A viejo le pareció pertinente a la festividad del día pasar la tarde del ochoeme en compañía de la cautivadora Delphine Seyrig, convertida, ay, en un ama de casa fondona, neurótica y desdichada en la película Jeanne Dielman, 23 quai du Commerce, 1080 Bruxelles (1975) de la cineasta belga Chantal Akerman. La veterana revista de cine Sight and Sound ha entronizado a esta película como la mejor de la historia en su evaluación del año pasado. En fin, dejando de lado el hecho de que estas calificaciones son arbitrarias y contingentes, resulta intrigante que el podio se lo haya llevado una epopeya invertida de la frustración femenina: la historia de una mujer encarcelada en las labores propias de su sexo, como se decía cuando el viejo espectador era joven.
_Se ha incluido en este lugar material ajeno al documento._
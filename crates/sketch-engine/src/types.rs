//! Core types for sketch graphs
//!
//! These types define the structure of a sketch: the nodes, the edges
//! between them, and the graph value that owns both. Every mutator takes
//! `&self` and returns a fresh graph so a reference captured before the
//! call stays a valid historical snapshot.

use std::collections::HashSet;
use std::ops::{Add, Sub};

use serde::{Deserialize, Serialize};

use crate::error::StructuralError;

/// Unique identifier for a node
pub type NodeId = String;

/// Unique identifier for an edge
pub type EdgeId = String;

/// A point in either canvas or screen space
#[derive(Debug, Clone, Copy, PartialEq, Default, Serialize, Deserialize)]
pub struct Point {
    pub x: f64,
    pub y: f64,
}

impl Point {
    pub const ORIGIN: Point = Point { x: 0.0, y: 0.0 };

    pub fn new(x: f64, y: f64) -> Self {
        Self { x, y }
    }

    /// Both coordinates are finite (not NaN or infinite)
    pub fn is_finite(&self) -> bool {
        self.x.is_finite() && self.y.is_finite()
    }

    /// Euclidean distance to another point
    pub fn distance_to(&self, other: Point) -> f64 {
        (self.x - other.x).hypot(self.y - other.y)
    }
}

impl Add for Point {
    type Output = Point;

    fn add(self, rhs: Point) -> Point {
        Point::new(self.x + rhs.x, self.y + rhs.y)
    }
}

impl Sub for Point {
    type Output = Point;

    fn sub(self, rhs: Point) -> Point {
        Point::new(self.x - rhs.x, self.y - rhs.y)
    }
}

impl From<(f64, f64)> for Point {
    fn from((x, y): (f64, f64)) -> Self {
        Self::new(x, y)
    }
}

/// The role a node plays in the automation
#[derive(Debug, Clone, Copy, PartialEq, Eq, Hash, Serialize, Deserialize)]
#[serde(rename_all = "snake_case")]
pub enum NodeKind {
    /// Event source; never has inbound edges
    Trigger,
    /// Step performed in response to upstream nodes
    Action,
}

impl NodeKind {
    pub fn as_str(&self) -> &'static str {
        match self {
            Self::Trigger => "trigger",
            Self::Action => "action",
        }
    }

    /// Parse the wire name of a node kind
    pub fn parse(value: &str) -> Option<Self> {
        match value {
            "trigger" => Some(Self::Trigger),
            "action" => Some(Self::Action),
            _ => None,
        }
    }
}

/// A placed unit of automation logic
#[derive(Debug, Clone, PartialEq, Serialize, Deserialize)]
#[serde(rename_all = "camelCase")]
pub struct SketchNode {
    /// Unique identifier, assigned by the creator
    pub id: NodeId,
    /// Trigger or action
    #[serde(rename = "type")]
    pub kind: NodeKind,
    /// Provider name (e.g. "Google Calendar"), used for export type mapping
    pub service: String,
    /// Description of the specific behavior (e.g. "Event Created")
    pub label: String,
    /// Position in canvas space
    pub position: Point,
    /// Display color, e.g. "#FF9900"
    pub accent_color: String,
}

impl SketchNode {
    /// Create a node with the conventional accent color for its kind
    pub fn new(
        id: impl Into<String>,
        kind: NodeKind,
        service: impl Into<String>,
        label: impl Into<String>,
        position: impl Into<Point>,
    ) -> Self {
        let accent_color = match kind {
            NodeKind::Trigger => crate::constants::colors::TRIGGER,
            NodeKind::Action => crate::constants::colors::ACTION,
        };
        Self {
            id: id.into(),
            kind,
            service: service.into(),
            label: label.into(),
            position: position.into(),
            accent_color: accent_color.to_string(),
        }
    }

    /// Override the accent color
    pub fn with_accent_color(mut self, color: impl Into<String>) -> Self {
        self.accent_color = color.into();
        self
    }

    pub fn is_trigger(&self) -> bool {
        self.kind == NodeKind::Trigger
    }
}

/// A directed connection from one node's output to another's input
#[derive(Debug, Clone, PartialEq, Eq, Serialize, Deserialize)]
pub struct SketchEdge {
    /// Unique identifier for this edge
    pub id: EdgeId,
    /// Source node ID
    pub source: NodeId,
    /// Target node ID
    pub target: NodeId,
}

impl SketchEdge {
    pub fn new(id: impl Into<String>, source: impl Into<String>, target: impl Into<String>) -> Self {
        Self {
            id: id.into(),
            source: source.into(),
            target: target.into(),
        }
    }

    /// Whether this edge touches the given node
    pub fn touches(&self, node_id: &str) -> bool {
        self.source == node_id || self.target == node_id
    }
}

/// A complete sketch graph
///
/// Insertion order is preserved: later nodes are drawn above earlier ones.
#[derive(Debug, Clone, Default, PartialEq, Serialize, Deserialize)]
pub struct SketchGraph {
    /// Nodes in the graph
    pub nodes: Vec<SketchNode>,
    /// Edges connecting nodes
    pub edges: Vec<SketchEdge>,
}

impl SketchGraph {
    /// Create a new empty graph
    pub fn new() -> Self {
        Self::default()
    }

    /// The sketch a fresh workspace opens with
    pub fn demo() -> Self {
        Self {
            nodes: vec![
                SketchNode::new(
                    "n1",
                    NodeKind::Trigger,
                    "Google Calendar",
                    "Event Created",
                    (280.0, 240.0),
                ),
                SketchNode::new(
                    "n2",
                    NodeKind::Action,
                    "OpenAI",
                    "Generate Summary",
                    (620.0, 240.0),
                ),
            ],
            edges: vec![SketchEdge::new("e1", "n1", "n2")],
        }
    }

    /// Find a node by ID
    pub fn find_node(&self, id: &str) -> Option<&SketchNode> {
        self.nodes.iter().find(|n| n.id == id)
    }

    /// Find an edge by ID
    pub fn find_edge(&self, id: &str) -> Option<&SketchEdge> {
        self.edges.iter().find(|e| e.id == id)
    }

    pub fn contains_node(&self, id: &str) -> bool {
        self.find_node(id).is_some()
    }

    pub fn contains_edge(&self, id: &str) -> bool {
        self.find_edge(id).is_some()
    }

    pub fn is_empty(&self) -> bool {
        self.nodes.is_empty() && self.edges.is_empty()
    }

    /// Get edges coming into a node
    pub fn incoming_edges<'a>(&'a self, node_id: &'a str) -> impl Iterator<Item = &'a SketchEdge> + 'a {
        self.edges.iter().filter(move |e| e.target == node_id)
    }

    /// Get edges going out of a node
    pub fn outgoing_edges<'a>(&'a self, node_id: &'a str) -> impl Iterator<Item = &'a SketchEdge> + 'a {
        self.edges.iter().filter(move |e| e.source == node_id)
    }

    /// Get the IDs of nodes that feed into this node (upstream nodes)
    pub fn get_dependencies(&self, node_id: &str) -> Vec<NodeId> {
        self.incoming_edges(node_id)
            .map(|e| e.source.clone())
            .collect()
    }

    /// Get the IDs of nodes this node feeds (downstream nodes)
    pub fn get_dependents(&self, node_id: &str) -> Vec<NodeId> {
        self.outgoing_edges(node_id)
            .map(|e| e.target.clone())
            .collect()
    }

    /// Edges whose endpoints both resolve to nodes in this graph
    pub fn resolved_edges(&self) -> impl Iterator<Item = &SketchEdge> + '_ {
        let node_ids: HashSet<&str> = self.nodes.iter().map(|n| n.id.as_str()).collect();
        self.edges.iter().filter(move |e| {
            node_ids.contains(e.source.as_str()) && node_ids.contains(e.target.as_str())
        })
    }

    // ========== Mutators (copy-on-write) ==========

    /// Add a node, rejecting a duplicate id or a non-finite position
    pub fn try_add_node(&self, node: SketchNode) -> Result<SketchGraph, StructuralError> {
        if self.contains_node(&node.id) {
            return Err(StructuralError::DuplicateNodeId(node.id));
        }
        if !node.position.is_finite() {
            return Err(StructuralError::NonFinitePosition(node.id));
        }
        let mut next = self.clone();
        next.nodes.push(node);
        Ok(next)
    }

    /// Add a node; a duplicate id leaves the graph unchanged
    pub fn add_node(&self, node: SketchNode) -> SketchGraph {
        self.try_add_node(node).unwrap_or_else(|err| self.rejected(err))
    }

    /// Remove a node together with every edge touching it
    pub fn try_remove_node(&self, id: &str) -> Result<SketchGraph, StructuralError> {
        if !self.contains_node(id) {
            return Err(StructuralError::UnknownNode(id.to_string()));
        }
        Ok(SketchGraph {
            nodes: self.nodes.iter().filter(|n| n.id != id).cloned().collect(),
            edges: self.edges.iter().filter(|e| !e.touches(id)).cloned().collect(),
        })
    }

    /// Remove a node and its edges; an unknown id is a no-op
    pub fn remove_node(&self, id: &str) -> SketchGraph {
        self.try_remove_node(id).unwrap_or_else(|err| self.rejected(err))
    }

    /// Add an edge after checking both endpoints
    ///
    /// Rejects unknown endpoints, self-loops, edges into a trigger node and
    /// duplicate edge ids. Parallel edges with distinct ids are allowed.
    pub fn try_add_edge(&self, edge: SketchEdge) -> Result<SketchGraph, StructuralError> {
        if self.contains_edge(&edge.id) {
            return Err(StructuralError::DuplicateEdgeId(edge.id));
        }
        if !self.contains_node(&edge.source) {
            return Err(StructuralError::UnknownNode(edge.source));
        }
        let target = self
            .find_node(&edge.target)
            .ok_or_else(|| StructuralError::UnknownNode(edge.target.clone()))?;
        if edge.source == edge.target {
            return Err(StructuralError::SelfLoop {
                edge_id: edge.id,
                node_id: edge.source,
            });
        }
        if target.is_trigger() {
            return Err(StructuralError::TriggerTarget {
                edge_id: edge.id,
                node_id: edge.target,
            });
        }

        let mut next = self.clone();
        next.edges.push(edge);
        Ok(next)
    }

    /// Add an edge; an invalid edge leaves the graph unchanged
    pub fn add_edge(&self, edge: SketchEdge) -> SketchGraph {
        self.try_add_edge(edge).unwrap_or_else(|err| self.rejected(err))
    }

    /// Remove an edge by id
    pub fn try_remove_edge(&self, id: &str) -> Result<SketchGraph, StructuralError> {
        if !self.contains_edge(id) {
            return Err(StructuralError::UnknownEdge(id.to_string()));
        }
        let mut next = self.clone();
        next.edges.retain(|e| e.id != id);
        Ok(next)
    }

    /// Remove an edge; an unknown id is a no-op
    pub fn remove_edge(&self, id: &str) -> SketchGraph {
        self.try_remove_edge(id).unwrap_or_else(|err| self.rejected(err))
    }

    /// Replace a node's position, leaving every other field untouched
    pub fn try_move_node(&self, id: &str, position: Point) -> Result<SketchGraph, StructuralError> {
        let index = self
            .nodes
            .iter()
            .position(|n| n.id == id)
            .ok_or_else(|| StructuralError::UnknownNode(id.to_string()))?;
        if !position.is_finite() {
            return Err(StructuralError::NonFinitePosition(id.to_string()));
        }
        let mut next = self.clone();
        next.nodes[index].position = position;
        Ok(next)
    }

    /// Move a node; an unknown id is a no-op
    pub fn move_node(&self, id: &str, position: Point) -> SketchGraph {
        self.try_move_node(id, position)
            .unwrap_or_else(|err| self.rejected(err))
    }

    /// Swap in a whole new graph, handing back the previous one
    pub fn replace(&mut self, next: SketchGraph) -> SketchGraph {
        std::mem::replace(self, next)
    }

    fn rejected(&self, err: StructuralError) -> SketchGraph {
        log::debug!("Rejected graph mutation: {}", err);
        self.clone()
    }
}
La película es disuasoria desde el mismo título, que parece un apunte del registro civil. Tres horas y pico de una sucesión de planos fijos, sin música, sin diálogos, en un único decorado de un piso de clase media venida a menos en el que una mujer en la cuarentena va y viene con ciega determinación, encendiendo y apagando la luz de las habitaciones de las que entra y sale, limpiando, cocinando, tejiendo prendas de lana, atendiendo a las necesidades de su hijo adolescente y solipsista, cuidando a ratos del bebé de una vecina y recibiendo a hora fija la visita de hombres a los que ofrece servicios sexuales para completar sus ingresos de viuda. El espacio es geométrico; el tiempo, repetitivo, como dictado por un metrónomo; los colores, apagados; el entorno, silente, y el sino que rige la historia, fatídico.
El espectador no es bienvenido; al contrario, es tratado como un mirón puesto a prueba -su gusto cinéfilo, su visión de la realidad, sus expectativas, su paciencia-, mientras las imágenes pasan ante sus ojos, y, como un hipnotizador experto, terminan por secuestrarle la conciencia. En un determinado momento ocurre algo invisible que altera la rutina de hierro en la que se soporta la vida de la mujer enjaulada y se suceden imperceptibles accidentes que delatan la pérdida del dominio que ejercía sobre ese reino asfixiante. El cepillo de lustrar zapatos se le cae de las manos, las patatas en la olla se cuecen demasiado, no encuentra en el comercio el tipo de botón que busca para un viejo abrigo, su mesa habitual en el café está ocupada, son señales de un desajuste existencial que opera como un proceso de desalienación y deja inerme a la mujer, sola con su indecible sufrimiento. Dejemos el final para los espectadores.
La historia está montada como un aparato de relojería sin más vía de expresión emocional que el rostro desolado del ama de casa, única presencia en escena durante todo el metraje, al que el espectador abducido interroga en busca de una salida a su propia ansiedad. Hay que ser una actriz colosal para componer un personaje tan compacto y sugestivo, en régimen de primeros planos y sin más ayuda que unos pocos y mínimos recursos gestuales. Delphine Seyrig es uno de esos relámpagos que iluminan el ya neblinoso pasado cinéfilo de la generación del viejo, a la que se recuerda en Muriel, Besos robados, El discreto encanto de la burguesía, y algún otro título menos confesable al que aportó su refinado magnetismo, películas entonces extremas y hoy olvidadas. En los años ochenta, su carrera desapareció de la luz de los focos precisamente debido a su compromiso feminista. El último periodo de su corta vida estuvo dedicado a su colaboración en películas de Chantal Akerman y Agnès Varda, y a su asociación con la videoartista Carole Roussopoulos con la que fundó el Centro Audiovisual Simone de Beauvoir, dedicado a producir documentos sobre la condición de las mujeres y la lucha por sus derechos.
La visita del fantasma de Delphine Reyrig tiene un efecto balsámico en el viejo, aún espantado por la pugna de lobas de la que fue teletestigo el día anterior en el parlamento, aunque quizá ese sosiego sobrevenido en el ánimo sea una añagaza del irredento carácter machista. Alguna o algune podría decir que al tipo solo (sin tilde) le gustan las mujeres muertas. Lenguaje, modas, sentimientos y el tiempo que corre hacia el final, como en la estática película de Chantal Akerman. Qué vida.
Independientemente del loable contenido feminista, la película de Ackerman es un coñazo monumental que sólo se puede aguantar por alguna clase de militancia en la que incluyo la del fervor por la Seyrig. La prefiero en tareas menos nobles de concepto y más vivaces de contenido.
Es una película para los días morados. Un saludo.